VIII. Advisory Committee on Civil Rules
The Rule 23 Subcommittee of the Advisory Committee on Civil Rules has further refined the topics for possible amendments to include: (1) “frontloading” in Rule 23(e)(1), requiring information relating to the decision whether to send notice to the class of a proposed settlement; (2) making clear that a decision to send notice to the class under Rule 23(e)(1) is not appealable under Rule 23(f); (3) making clear in Rule 23(c)(2)(B) that the Rule 23(e)(1) notice does trigger the opt-out period in Rule 23(b)(3) class actions; (4) updating Rule 23(c)(2) regarding individual notice in Rule 23(b)(3) class actions; (5) addressing issues raised by “bad-faith” class action objectors; and (6) refining standards for approval of proposed class-action settlements under Rule 23(e)(2).
The Subcommittee is expected to make a final proposed amendment available to the Advisory Committee in April.

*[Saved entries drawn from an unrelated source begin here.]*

// Copyright (c) 2021 Harry [Majored] [hello@majored.pw]
// MIT License (https://github.com/Majored/rs-async-zip/blob/main/LICENSE)

use crate::spec::attribute::AttributeCompatibility;

/// The version of the ZIP specification this crate writes against (3.0).
const SPECIFICATION_VERSION: u16 = 30;

// https://github.com/Majored/rs-async-zip/blob/main/SPECIFICATION.md#442
pub fn as_made_by() -> u16 {
    let host: u16 = AttributeCompatibility::Unix.into();
    (host << 8) + SPECIFICATION_VERSION
}

// https://github.com/Majored/rs-async-zip/blob/main/SPECIFICATION.md#443
//
// Every entry written is either stored, deflated, or a directory, all of which need 2.0.
pub fn as_needed_to_extract() -> u16 {
    20
}
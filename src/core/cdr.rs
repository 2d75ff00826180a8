// Copyright (c) 2024 Harry [Majored] [hello@majored.pw]
// MIT License (https://github.com/Majored/rs-async-zip/blob/main/LICENSE)

// https://github.com/Majored/rs-async-zip/blob/main/SPECIFICATION.md#4312

use crate::core::{raw, raw_deref, SIGNATURE_LENGTH};

pub const SIGNATURE: u32 = 0x02014b50;

raw! {
    RawCentralDirectoryRecord {
        version_made_by, u16, read_u16, write_u16,
        version_needed_to_extract, u16, read_u16, write_u16,
        general_purpose_bit_flag, u16, read_u16, write_u16,
        compression_method, u16, read_u16, write_u16,
        last_mod_file_time, u16, read_u16, write_u16,
        last_mod_file_date, u16, read_u16, write_u16,
        crc_32, u32, read_u32, write_u32,
        compressed_size, u32, read_u32, write_u32,
        uncompressed_size, u32, read_u32, write_u32,
        file_name_length, u16, read_u16, write_u16,
        extra_field_length, u16, read_u16, write_u16,
        file_comment_length, u16, read_u16, write_u16,
        disk_number_start, u16, read_u16, write_u16,
        internal_file_attributes, u16, read_u16, write_u16,
        external_file_attributes, u32, read_u32, write_u32,
        relative_offset_of_local_header, u32, read_u32, write_u32
    }
}

/// The length in bytes of the fixed portion of a central directory record, including its signature.
pub const LENGTH: usize = SIGNATURE_LENGTH + RawCentralDirectoryRecord::LENGTH;

impl RawCentralDirectoryRecord {
    /// Returns the length of the variable-length tail (name, extra field, and comment) following the fixed fields.
    pub fn tail_length(&self) -> usize {
        self.file_name_length as usize + self.extra_field_length as usize + self.file_comment_length as usize
    }

    /// Returns the full on-disk length of this record.
    pub fn record_length(&self) -> usize {
        LENGTH + self.tail_length()
    }
}

#[derive(Clone, Debug, PartialEq, Eq)]
pub struct CentralDirectoryRecord {
    pub raw: RawCentralDirectoryRecord,
    pub file_name: Vec<u8>,
    pub extra_field: Vec<u8>,
    pub file_comment: Vec<u8>,
}

raw_deref!(CentralDirectoryRecord, RawCentralDirectoryRecord);

impl CentralDirectoryRecord {
    /// Returns the file name, replacing any invalid UTF-8 sequences.
    pub fn file_name_lossy(&self) -> String {
        String::from_utf8_lossy(&self.file_name).into_owned()
    }
}

/// Reads the fixed portion of a central directory record from the given cursor.
///
/// This function does so by:
/// - asserting the signature of the central directory record
/// - reading the raw central directory record
#[tracing::instrument(level = "trace", skip(reader))]
pub(crate) fn read_raw(reader: &mut ByteReader<'_>) -> Result<RawCentralDirectoryRecord> {
    crate::utils::assert_signature(reader, SIGNATURE)?;
    raw_read(reader)
}

/// Reads a central directory record from the given cursor.
///
/// This function does so by:
/// - asserting the signature of the central directory record
/// - reading the raw central directory record
/// - reading the file name
/// - reading the extra field
/// - reading the file comment
#[tracing::instrument(level = "trace", skip(reader))]
pub(crate) fn read(reader: &mut ByteReader<'_>) -> Result<CentralDirectoryRecord> {
    let raw = read_raw(reader)?;
    let file_name = reader.read_bytes(raw.file_name_length as usize)?.to_vec();
    let extra_field = reader.read_bytes(raw.extra_field_length as usize)?.to_vec();
    let file_comment = reader.read_bytes(raw.file_comment_length as usize)?.to_vec();

    Ok(CentralDirectoryRecord { raw, file_name, extra_field, file_comment })
}

/// Appends a central directory record to the given buffer.
///
/// This function does so by:
/// - writing the signature of the central directory record
/// - writing the raw central directory record
/// - writing the file name
/// - writing the extra field
/// - writing the file comment
pub fn write(buffer: &mut Vec<u8>, record: &CentralDirectoryRecord) {
    crate::utils::write_u32(buffer, SIGNATURE);

    raw_write(buffer, &record.raw);
    buffer.extend_from_slice(&record.file_name);
    buffer.extend_from_slice(&record.extra_field);
    buffer.extend_from_slice(&record.file_comment);
}
// Copyright (c) 2022 Harry [Majored] [hello@majored.pw]
// MIT License (https://github.com/Majored/rs-async-zip/blob/main/LICENSE)

pub(crate) mod offset;
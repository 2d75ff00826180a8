// Copyright (c) 2024 Harry [Majored] [hello@majored.pw]
// MIT License (https://github.com/Majored/rs-async-zip/blob/main/LICENSE)

//! An archive exposed as a table with the columns `(name, mode, mtime, sz, rawdata, data, method)`.
//!
//! # Example
//! ```no_run
//! # use ziptable::base::read::Column;
//! # use ziptable::engine::{EngineConfig, ZipEngine};
//! # use ziptable::error::ZipError;
//! # use ziptable::NewEntry;
//! #
//! # fn run() -> Result<(), ZipError> {
//! let config = EngineConfig::builder().default_archive("./foo.zip").build();
//! let mut engine = ZipEngine::new(config);
//!
//! engine.insert_entry(NewEntry::file("a.txt", "hello").mode("-rw-r--r--").mtime(1700000000))?;
//! engine.commit()?;
//!
//! let mut cursor = engine.scan(None)?;
//! while cursor.advance()? {
//!     println!("{:?}", cursor.column(Column::Name)?);
//! }
//! #   Ok(())
//! # }
//! ```

pub mod config;

pub use config::{EngineConfig, EngineConfigBuilder};

use crate::base::read::ScanCursor;
use crate::base::write::{RollbackOutcome, WriteSession};
use crate::entry::NewEntry;
use crate::error::{Result, ZipError};

use std::fs::File;
use std::path::Path;

/// Scans archives and writes to the configured archive within transactions.
///
/// At most one write transaction is open at a time. It begins on [`ZipEngine::begin_transaction()`] or on the first
/// insert, and ends on [`ZipEngine::commit()`] or [`ZipEngine::rollback()`]. Dropping the engine with a transaction
/// open abandons it without writing a directory.
#[derive(Debug)]
pub struct ZipEngine {
    config: EngineConfig,
    session: Option<WriteSession>,
}

impl ZipEngine {
    pub fn new(config: EngineConfig) -> Self {
        Self { config, session: None }
    }

    pub fn config(&self) -> &EngineConfig {
        &self.config
    }

    fn archive_path<'a>(&'a self, archive: Option<&'a Path>) -> Result<&'a Path> {
        archive.or(self.config.default_archive()).ok_or(ZipError::MissingArchivePath)
    }

    /// Opens a scan over the given archive, or over the configured default archive if `None`.
    ///
    /// While a transaction is open on the same archive, the scan sees the transaction's entries: those present
    /// when it began followed by those inserted since.
    pub fn scan(&self, archive: Option<&Path>) -> Result<ScanCursor<File>> {
        let path = self.archive_path(archive)?;

        match &self.session {
            Some(session) if session.path() == path => {
                let records = session.entries().iter().map(|entry| entry.record().to_vec()).collect();
                Ok(ScanCursor::from_snapshot(File::open(path)?, records))
            }
            _ => ScanCursor::open(path),
        }
    }

    /// Returns whether a write transaction is open.
    pub fn in_transaction(&self) -> bool {
        self.session.is_some()
    }

    /// Opens a write transaction on the configured archive, if one isn't already open.
    pub fn begin_transaction(&mut self) -> Result<&mut WriteSession> {
        let session = match self.session.take() {
            Some(session) => session,
            None => WriteSession::begin_with_level(self.archive_path(None)?, self.config.compression_level())?,
        };

        Ok(self.session.insert(session))
    }

    /// Appends an entry to the configured archive, opening a transaction first if needed.
    pub fn insert_entry(&mut self, entry: impl Into<NewEntry>) -> Result<()> {
        self.begin_transaction()?.insert(entry)
    }

    /// Entries cannot be modified once written.
    pub fn update_entry(&mut self, _name: &str, _entry: impl Into<NewEntry>) -> Result<()> {
        Err(ZipError::UnsupportedOperation("update"))
    }

    /// Entries cannot be removed once written.
    pub fn delete_entry(&mut self, _name: &str) -> Result<()> {
        Err(ZipError::UnsupportedOperation("delete"))
    }

    /// Commits the open transaction. Does nothing if none is open.
    pub fn commit(&mut self) -> Result<()> {
        match self.session.take() {
            Some(session) => session.commit(),
            None => Ok(()),
        }
    }

    /// Rolls back the open transaction per the configured [`RollbackPolicy`](crate::base::write::RollbackPolicy).
    ///
    /// Returns `None` if no transaction was open.
    pub fn rollback(&mut self) -> Result<Option<RollbackOutcome>> {
        match self.session.take() {
            Some(session) => session.rollback(self.config.rollback_policy()).map(Some),
            None => Ok(None),
        }
    }
}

If the Advisory Committee approves the draft amendment, it would be sent to the Standing Committee for its review and approval, followed by an official notice and public comment period on the draft rule.
Comments on this update or suggestions for AAI amicus participation should be directed to AAI Vice President and General Counsel Richard Brunell, firstname.lastname@example.org, 202-600-9640. Thanks to AAI Research Fellow Art Durst for help in preparing this update.
 Dow Chemical involved a $1.2 billion jury verdict (after trebling) obtained by a class of direct polyurethane purchasers represented by, inter alios, AAI Board Member Roberta Liebenberg and Advisory Board Member Joe Goldberg. Dow Chemical sought review principally on a theory that class-wide harm cannot be established by an increase in baseline prices when “prices are individually negotiated and individual purchasers frequently succeed in negotiating away allegedly collusive overcharges.” The Tenth Circuit had held that the district court did not abuse its discretion in finding that common issues predominated even if there were some individual issues as to negotiated prices.
 In Gomez, the defendant proposed a stipulated injunction in which it agreed not to send text messages that violated the law, but denied liability and disclaimed the existence of grounds for the imposition of the injunction.
 Brady v. Basic Research L.L.C., No. 2:13-cv-7169, 2016 WL 462916 (E.D.N.Y. Feb. 3, 2016). Plaintiffs argued that defendants’ gambit did not provide complete relief because, inter alia, it did not admit liability and failed to address plaintiffs’ claims for injunctive relief.